Cyberlearning at Community Colleges (C3): Faculty Scholarship, E-science, and Open Curriculum

Project Start Date: 
2009

The Cyberlearning at Community Colleges (C3) Project is designed to engage biology faculty in forming communities to leverage digital library resources and social networking technologies toward enhanced biology instruction. Through professional development and social networking supports, it seeks to help faculty implement and model “cyberlearning” behaviors, including collaborating and sharing teaching practices, knowledge and digital science resources with colleagues (using emerging technology); remixing, adapting, and creating resources; and engaging students as self-directed cyberlearners.

Our Role: 

As the evaluation partner for C3, ISKME examined potential changes in faculty perceptions and practices as a result of participation in the project, as well as the perceived successes and challenges of the role of cyberlearner. The research sought to shed light on how the cyberlearning model emerges, in terms of what forms it takes and how and whether it is aligned to new teaching and learning practices for participating biology faculty.
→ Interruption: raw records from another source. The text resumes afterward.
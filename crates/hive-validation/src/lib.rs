//! # hive-validation
//!
//! Deterministic checks on generated code.
//!
//! This crate provides:
//! - Content rules that flag unfinished or unsafe-to-ship artifacts
//! - Artifact validation that records findings without dropping output
//! - Scanners used by the merge gates (build blockers, intent anti-patterns,
//!   unstyled UI components)

mod rules;
mod scanners;
mod validator;

pub use rules::{any_type_rule, content_rules, is_statically_typed, ContentRule};
pub use scanners::{
    find_unstyled_components, is_unstyled_component, scan_anti_patterns, scan_build_blockers,
};
pub use validator::{scan_content, validate_artifact, ValidationIssue};
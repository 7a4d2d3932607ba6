//! Content rules for generated artifacts
//!
//! Each rule flags a pattern that marks output as unfinished or unsafe to
//! ship: placeholder markers, demo credentials, filler text. Matching is
//! case-insensitive except for the `any` type rule, which only applies to
//! TypeScript and matches the lowercase keyword.

use regex::Regex;
use std::sync::OnceLock;

/// Extra check run on a regex match; `true` means the match is allowed
type AllowFn = fn(content: &str, start: usize, end: usize) -> bool;

/// A single content rule
pub struct ContentRule {
    /// Stable rule name (used in logs and tests)
    pub name: &'static str,
    /// Human-readable message recorded on the artifact
    pub message: &'static str,
    pattern: Regex,
    allow: Option<AllowFn>,
}

impl ContentRule {
    fn new(name: &'static str, message: &'static str, pattern: &str) -> Self {
        Self {
            name,
            message,
            // Module literals only; see test_all_rules_compile.
            pattern: Regex::new(pattern).unwrap_or_else(|e| panic!("rule {}: {}", name, e)),
            allow: None,
        }
    }

    fn with_allow(mut self, allow: AllowFn) -> Self {
        self.allow = Some(allow);
        self
    }

    /// Byte offset of the first disallowed match, if any
    pub fn first_match(&self, content: &str) -> Option<usize> {
        self.pattern
            .find_iter(content)
            .find(|m| match self.allow {
                Some(allow) => !allow(content, m.start(), m.end()),
                None => true,
            })
            .map(|m| m.start())
    }
}

/// `placeholder=` / `placeholder:` props and the `::placeholder` CSS
/// pseudo-element are legitimate UI code, not unfinished markers.
fn placeholder_is_attribute(content: &str, start: usize, end: usize) -> bool {
    let after = content[end..].trim_start();
    let before = &content[..start];
    after.starts_with('=') || after.starts_with(':') || before.ends_with("::")
}

/// Rules applied to every artifact
pub fn content_rules() -> &'static [ContentRule] {
    static RULES: OnceLock<Vec<ContentRule>> = OnceLock::new();
    RULES.get_or_init(|| {
        vec![
            ContentRule::new("todo", "Contains TODO comment (TODO:)", r"(?i)\btodo:"),
            ContentRule::new("fixme", "Contains FIXME comment (FIXME:)", r"(?i)\bfixme:"),
            ContentRule::new(
                "placeholder",
                "Contains PLACEHOLDER marker",
                r"(?i)\bplaceholder\b",
            )
            .with_allow(placeholder_is_attribute),
            ContentRule::new(
                "double-bracket",
                "Contains [[...]] template placeholder",
                r"\[\[\s*[A-Za-z_][\w .-]*\]\]",
            ),
            ContentRule::new(
                "double-brace",
                "Contains {{...}} template placeholder",
                r"\{\{\s*[A-Za-z_][\w .-]*\}\}",
            ),
            ContentRule::new(
                "your-placeholder",
                "Contains <your-...> placeholder",
                r"(?i)<your[-_][^>]*>",
            ),
            ContentRule::new("example-domain", "References example.com", r"(?i)example\.com"),
            ContentRule::new("test-key", "Contains test-key placeholder", r"(?i)\btest-key\b"),
            ContentRule::new(
                "mock-id",
                "Contains mock-*-id placeholder identifier",
                r"(?i)\bmock-[a-z0-9_-]+-id\b",
            ),
            ContentRule::new(
                "test-api-key",
                "Contains test-mode API key",
                r"(?i)\b(?:sk|pk|rk)_test_[a-z0-9]*",
            ),
            ContentRule::new(
                "demo-secret",
                "Contains hardcoded demo password or secret",
                r#"(?i)(?:password|passwd|secret|api_?key|token)["']?\s*[:=]\s*["'](?:password|password123|123456|12345678|admin|secret|changeme|demo|test|letmein|qwerty)["']"#,
            ),
            ContentRule::new("lorem-ipsum", "Contains lorem ipsum filler text", r"(?i)lorem\s+ipsum"),
        ]
    })
}

/// Rule applied only to statically-typed (TypeScript) artifacts
pub fn any_type_rule() -> &'static ContentRule {
    static RULE: OnceLock<ContentRule> = OnceLock::new();
    RULE.get_or_init(|| {
        ContentRule::new(
            "any-type",
            "Uses untyped 'any' type annotation",
            r"(?::\s*any\b|\bas\s+any\b|<any>|\bany\[\])",
        )
    })
}

/// Whether a language tag names the statically-typed variant
pub fn is_statically_typed(language: &str) -> bool {
    matches!(
        language.to_lowercase().as_str(),
        "typescript" | "ts" | "tsx"
    )
}
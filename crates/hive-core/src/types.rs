//! Core type definitions for Hive orchestration

use serde::{Deserialize, Serialize};
use uuid::Uuid;

/// Task identifier supplied by the calling orchestrator
pub type TaskId = String;

/// A unit of generation work
///
/// Created by the calling orchestrator and never mutated by Hive. Re-invoking
/// a worker with the same `id` keeps retries correlated in logs and events.
#[derive(Debug, Clone, PartialEq, Eq, Serialize, Deserialize)]
pub struct Task {
    pub id: TaskId,
    pub name: String,
    pub description: String,
    #[serde(default)]
    pub dependencies: Vec<TaskId>,
}

impl Task {
    pub fn new(
        id: impl Into<String>,
        name: impl Into<String>,
        description: impl Into<String>,
    ) -> Self {
        Self {
            id: id.into(),
            name: name.into(),
            description: description.into(),
            dependencies: Vec::new(),
        }
    }

    pub fn with_dependencies(mut self, dependencies: Vec<TaskId>) -> Self {
        self.dependencies = dependencies;
        self
    }

    /// Lowercased `name + " " + description`, the text keyword routing scores against
    pub fn routing_text(&self) -> String {
        format!("{} {}", self.name, self.description).to_lowercase()
    }
}

/// Kind of artifact produced by a worker
#[derive(Debug, Clone, Copy, Default, PartialEq, Eq, Hash, Serialize, Deserialize)]
#[serde(rename_all = "lowercase")]
pub enum ArtifactType {
    #[default]
    File,
    Config,
    Schema,
    Migration,
    Test,
    Documentation,
}

impl std::fmt::Display for ArtifactType {
    fn fmt(&self, f: &mut std::fmt::Formatter<'_>) -> std::fmt::Result {
        match self {
            Self::File => write!(f, "file"),
            Self::Config => write!(f, "config"),
            Self::Schema => write!(f, "schema"),
            Self::Migration => write!(f, "migration"),
            Self::Test => write!(f, "test"),
            Self::Documentation => write!(f, "documentation"),
        }
    }
}

impl std::str::FromStr for ArtifactType {
    type Err = String;

    fn from_str(s: &str) -> Result<Self, Self::Err> {
        match s.to_lowercase().as_str() {
            "file" => Ok(Self::File),
            "config" => Ok(Self::Config),
            "schema" => Ok(Self::Schema),
            "migration" => Ok(Self::Migration),
            "test" => Ok(Self::Test),
            "documentation" | "docs" => Ok(Self::Documentation),
            _ => Err(format!("Invalid artifact type: {}", s)),
        }
    }
}

/// Generated output of a task
///
/// Identity (`id`, `task_id`) is fixed at creation; validation flags are
/// filled in afterwards and are advisory only.
#[derive(Debug, Clone, PartialEq, Eq, Serialize, Deserialize)]
pub struct Artifact {
    pub id: String,
    pub task_id: TaskId,
    #[serde(rename = "type")]
    pub artifact_type: ArtifactType,
    pub path: String,
    pub content: String,
    pub language: String,
    pub validated: bool,
    #[serde(default, skip_serializing_if = "Option::is_none")]
    pub validation_errors: Option<Vec<String>>,
}

impl Artifact {
    pub fn new(
        task_id: impl Into<String>,
        artifact_type: ArtifactType,
        path: impl Into<String>,
        content: impl Into<String>,
        language: impl Into<String>,
    ) -> Self {
        Self {
            id: Uuid::new_v4().to_string(),
            task_id: task_id.into(),
            artifact_type,
            path: path.into(),
            content: content.into(),
            language: language.into(),
            validated: false,
            validation_errors: None,
        }
    }

    /// Record validation findings; no findings means the artifact is validated
    pub fn record_validation(&mut self, errors: Vec<String>) {
        if errors.is_empty() {
            self.validated = true;
            self.validation_errors = None;
        } else {
            self.validated = false;
            self.validation_errors = Some(errors);
        }
    }

    /// Convert into a file change for a merge request
    pub fn to_file_change(&self) -> FileChange {
        FileChange::create(&self.path, &self.content)
    }
}

/// Infer a language tag from a file path's extension
pub fn language_from_path(path: &str) -> &'static str {
    let ext = path.rsplit_once('.').map(|(_, ext)| ext).unwrap_or("");
    match ext.to_lowercase().as_str() {
        "ts" | "tsx" | "mts" | "cts" => "typescript",
        "js" | "jsx" | "mjs" | "cjs" => "javascript",
        "rs" => "rust",
        "py" => "python",
        "css" | "scss" => "css",
        "html" => "html",
        "json" => "json",
        "sql" => "sql",
        "md" | "mdx" => "markdown",
        "yml" | "yaml" => "yaml",
        "toml" => "toml",
        _ => "text",
    }
}

/// What a file change does to its path
#[derive(Debug, Clone, Copy, PartialEq, Eq, Hash, Serialize, Deserialize)]
#[serde(rename_all = "lowercase")]
pub enum FileAction {
    Create,
    Modify,
    Delete,
}

impl std::fmt::Display for FileAction {
    fn fmt(&self, f: &mut std::fmt::Formatter<'_>) -> std::fmt::Result {
        match self {
            Self::Create => write!(f, "create"),
            Self::Modify => write!(f, "modify"),
            Self::Delete => write!(f, "delete"),
        }
    }
}

/// A single file change in a merge request
#[derive(Debug, Clone, PartialEq, Eq, Serialize, Deserialize)]
pub struct FileChange {
    pub path: String,
    #[serde(default)]
    pub content: String,
    pub action: FileAction,
}

impl FileChange {
    pub fn create(path: impl Into<String>, content: impl Into<String>) -> Self {
        Self {
            path: path.into(),
            content: content.into(),
            action: FileAction::Create,
        }
    }

    pub fn modify(path: impl Into<String>, content: impl Into<String>) -> Self {
        Self {
            path: path.into(),
            content: content.into(),
            action: FileAction::Modify,
        }
    }

    pub fn delete(path: impl Into<String>) -> Self {
        Self {
            path: path.into(),
            content: String::new(),
            action: FileAction::Delete,
        }
    }
}

/// Structured statement of what a feature must and must not do
#[derive(Debug, Clone, Default, PartialEq, Eq, Serialize, Deserialize)]
pub struct IntentContract {
    pub id: String,
    /// One-line statement of the feature's purpose
    #[serde(default)]
    pub summary: String,
    #[serde(default)]
    pub success_criteria: Vec<String>,
    /// Phrases that must not appear in produced files (case-insensitive)
    #[serde(default)]
    pub anti_patterns: Vec<String>,
}

impl IntentContract {
    pub fn new(id: impl Into<String>, summary: impl Into<String>) -> Self {
        Self {
            id: id.into(),
            summary: summary.into(),
            ..Self::default()
        }
    }

    pub fn with_anti_patterns(mut self, anti_patterns: Vec<String>) -> Self {
        self.anti_patterns = anti_patterns;
        self
    }

    pub fn with_success_criteria(mut self, criteria: Vec<String>) -> Self {
        self.success_criteria = criteria;
        self
    }
}

/// A candidate change set produced by one completed feature
#[derive(Debug, Clone, PartialEq, Eq, Serialize, Deserialize)]
pub struct MergeRequest {
    pub id: String,
    pub sandbox_id: String,
    pub task_id: TaskId,
    pub files: Vec<FileChange>,
    #[serde(default, skip_serializing_if = "Option::is_none")]
    pub intent_contract: Option<IntentContract>,
    #[serde(default, skip_serializing_if = "Option::is_none")]
    pub target_branch: Option<String>,
}

impl MergeRequest {
    pub fn new(
        id: impl Into<String>,
        sandbox_id: impl Into<String>,
        task_id: impl Into<String>,
        files: Vec<FileChange>,
    ) -> Self {
        Self {
            id: id.into(),
            sandbox_id: sandbox_id.into(),
            task_id: task_id.into(),
            files,
            intent_contract: None,
            target_branch: None,
        }
    }

    /// Build a request from worker artifacts, one `create` change per artifact
    pub fn from_artifacts(
        id: impl Into<String>,
        sandbox_id: impl Into<String>,
        task_id: impl Into<String>,
        artifacts: &[Artifact],
    ) -> Self {
        let files = artifacts.iter().map(Artifact::to_file_change).collect();
        Self::new(id, sandbox_id, task_id, files)
    }

    pub fn with_intent_contract(mut self, contract: IntentContract) -> Self {
        self.intent_contract = Some(contract);
        self
    }

    pub fn with_target_branch(mut self, branch: impl Into<String>) -> Self {
        self.target_branch = Some(branch.into());
        self
    }

    /// Paths touched by this request, in request order
    pub fn paths(&self) -> Vec<String> {
        self.files.iter().map(|f| f.path.clone()).collect()
    }
}

/// Read-only context shared by every worker of a queen
#[derive(Debug, Clone, Default, Serialize, Deserialize)]
pub struct SharedContext {
    pub project_id: String,
    /// Framework / stack hint included in prompts (e.g. "Next.js 14 + Tailwind")
    #[serde(default)]
    pub framework: Option<String>,
    #[serde(default)]
    pub intent_contract: Option<IntentContract>,
    /// Free-form notes appended to every prompt
    #[serde(default)]
    pub notes: Vec<String>,
}

impl SharedContext {
    pub fn new(project_id: impl Into<String>) -> Self {
        Self {
            project_id: project_id.into(),
            ..Self::default()
        }
    }

    pub fn with_framework(mut self, framework: impl Into<String>) -> Self {
        self.framework = Some(framework.into());
        self
    }

    pub fn with_intent_contract(mut self, contract: IntentContract) -> Self {
        self.intent_contract = Some(contract);
        self
    }
}

#[cfg(test)]
mod tests {
    use super::*;

    #[test]
    fn test_routing_text_is_lowercased() {
        let task = Task::new("t-1", "Build Login", "OAuth FLOW");
        assert_eq!(task.routing_text(), "build login oauth flow");
    }

    #[test]
    fn test_artifact_type_from_str() {
        assert_eq!("Schema".parse::<ArtifactType>().unwrap(), ArtifactType::Schema);
        assert_eq!("docs".parse::<ArtifactType>().unwrap(), ArtifactType::Documentation);
        assert!("binary".parse::<ArtifactType>().is_err());
    }

    #[test]
    fn test_artifact_record_validation() {
        let mut artifact = Artifact::new("t-1", ArtifactType::File, "a.ts", "x", "typescript");
        let id = artifact.id.clone();

        artifact.record_validation(vec!["Contains TODO comment".to_string()]);
        assert!(!artifact.validated);
        assert_eq!(artifact.validation_errors.as_ref().map(Vec::len), Some(1));

        artifact.record_validation(Vec::new());
        assert!(artifact.validated);
        assert!(artifact.validation_errors.is_none());
        assert_eq!(artifact.id, id);
    }

    #[test]
    fn test_artifact_serializes_type_field() {
        let artifact = Artifact::new("t-1", ArtifactType::Migration, "m.sql", "", "sql");
        let json = serde_json::to_value(&artifact).unwrap();
        assert_eq!(json["type"], "migration");
        assert!(json.get("validation_errors").is_none());
    }

    #[test]
    fn test_language_from_path() {
        assert_eq!(language_from_path("src/App.tsx"), "typescript");
        assert_eq!(language_from_path("lib/main.rs"), "rust");
        assert_eq!(language_from_path("Makefile"), "text");
    }

    #[test]
    fn test_merge_request_from_artifacts() {
        let artifacts = vec![
            Artifact::new("t-1", ArtifactType::File, "a.ts", "a", "typescript"),
            Artifact::new("t-1", ArtifactType::Test, "a.test.ts", "b", "typescript"),
        ];
        let request = MergeRequest::from_artifacts("m-1", "sb-1", "t-1", &artifacts);

        assert_eq!(request.paths(), vec!["a.ts", "a.test.ts"]);
        assert!(request.files.iter().all(|f| f.action == FileAction::Create));
    }
}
The research also sought to inform the relationship between the emergent cyberlearning model and science —namely, how the cyberlearning model adds to science as a discipline, and conversely what science as a discipline contributes to the cyberlearning model. Finally, because cyberlearning as conceptualized within the C3 project encompasses knowledge sharing about resource use, teaching practices and technology, the research attempted to provide insights into the ways in which knowledge sharing occurs the types of knowledge shared, and the role of knowledge sharing in potentially enhanced teaching and learning practices.

 

Data collection included interviews with project leaders and C3 faculty participants, C3 workshop observations, and a series of surveys to track the impact of C3 involvement on faculty participants' teaching behaviors and practices. Data collection also focused on an analysis of participant activities on C3-related project sites (to assess the amount and type of C3 content created, modified, used and reused by individuals and groups of users), and the activities of teachers online, including types of knowledge shared and forms of interactions.

 

Image Attribution: 
Image Credits: Licensed CC-BY-2.0 http://creativecommons.org/licenses/by-nc/2.0/deed.en Jenn and Tony Bot http://www.flickr.com/photos/ittybittiesforyou/4706800684/
Research Questions: 
  • How and to what extent are teachers practicing new pedagogical practices and knowledge sharing behaviors as a result of their participation in the C3 Project?

  • What do teachers perceive as the successes and challenges of implementing the cyberlearning model, and what supports best facilitate the implementation of the model?

  • What do teachers perceive as the impact of ‘cyberlearning’ on teaching and learning, and on the role of teachers and learners?